Put in the form of a debatable issue, the proposition for discussion is that privacy and cost-benefit analyses of privilege provide post-hoc rationalizations for rules that are better understood as consolidations of power of the privileged group. This observation can, of course, be made about any rules of law that affect power relationships. Nonetheless, the rules of privilege are particularly interesting because the connection between privilege and power is so obvious and the idealistic rationalizations for privileges are often thin. The Far er case is included to provide a point of departure for this discussion.

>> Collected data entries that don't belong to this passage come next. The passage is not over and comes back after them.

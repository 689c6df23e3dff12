use serde::{Deserialize, Serialize};

#[derive(Debug, Serialize)]
#[serde(rename_all = "camelCase")]
pub struct GenerateContentRequest {
    pub contents: Vec<Content>,
    pub generation_config: GenerationConfig,
}

#[derive(Debug, Serialize, Deserialize)]
pub struct Content {
    #[serde(default, skip_serializing_if = "Option::is_none")]
    pub role: Option<String>,
    #[serde(default)]
    pub parts: Vec<Part>,
}

#[derive(Debug, Serialize, Deserialize)]
pub struct Part {
    #[serde(default)]
    pub text: String,
}

#[derive(Debug, Serialize)]
#[serde(rename_all = "camelCase")]
pub struct GenerationConfig {
    pub response_mime_type: String,
    pub response_schema: serde_json::Value,
}

#[derive(Debug, Deserialize)]
pub struct GenerateContentResponse {
    #[serde(default)]
    pub candidates: Vec<Candidate>,
}

#[derive(Debug, Deserialize)]
pub struct Candidate {
    pub content: Option<Content>,
}

impl GenerateContentResponse {
    /// Text of the first candidate, parts concatenated.
    pub fn first_text(&self) -> Option<String> {
        let content = self.candidates.first()?.content.as_ref()?;
        let text: String = content.parts.iter().map(|p| p.text.as_str()).collect();
        if text.trim().is_empty() { None } else { Some(text) }
    }
}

The court overrides a clear-cut effort by the New Jersey legislature to create an evidentiary reporter's privilege. The logic of the opinion would seem to extend equally to any other privilege. Given the primacy the Court attaches to the right to fair trial, one might expect any other privilege to fall if in conflict. If, however, one sees the Farber case as a tussle between the power of the press and the power of the courts, or more parochially, as a struggle between the New York Times and the New Jersey courts, then the reach of the opinion is much more limited. The church, for example, does not threaten the judiciary as the press does. The courts can defer to the church by honoring a priest-penitent privilege without seeming to be dominated by the church. The Farber case, in other words, is more explicable if seen as a macho battle in which the trial court sought to force the New York Times to submit.
It is not at all clear that the court needed to order Farber to disclose who his sources were and what they said to him in order to protect the defendant's interests, or that ordering disclosure did protect the defendant's interests. The most that might have been disclosed by Farber would have been prior inconsistent statements of the prosecution witnesses. The statements (if indeed they proved to be inconsistent) would have been hearsay inadmissible for their truth. (The interviews with Farber were not made under oath in a proceeding, thus are not admissible for their truth under a rule like FRE 801(d)(1).) It is not at all clear, therefore, that it was necessary to override Farber's privilege in order to gain "the correct disposal of the litigation." In fact, Farber never complied with the order to disclose, yet the case against Jascalevich was allowed to go to the jury, and the jury acquitted.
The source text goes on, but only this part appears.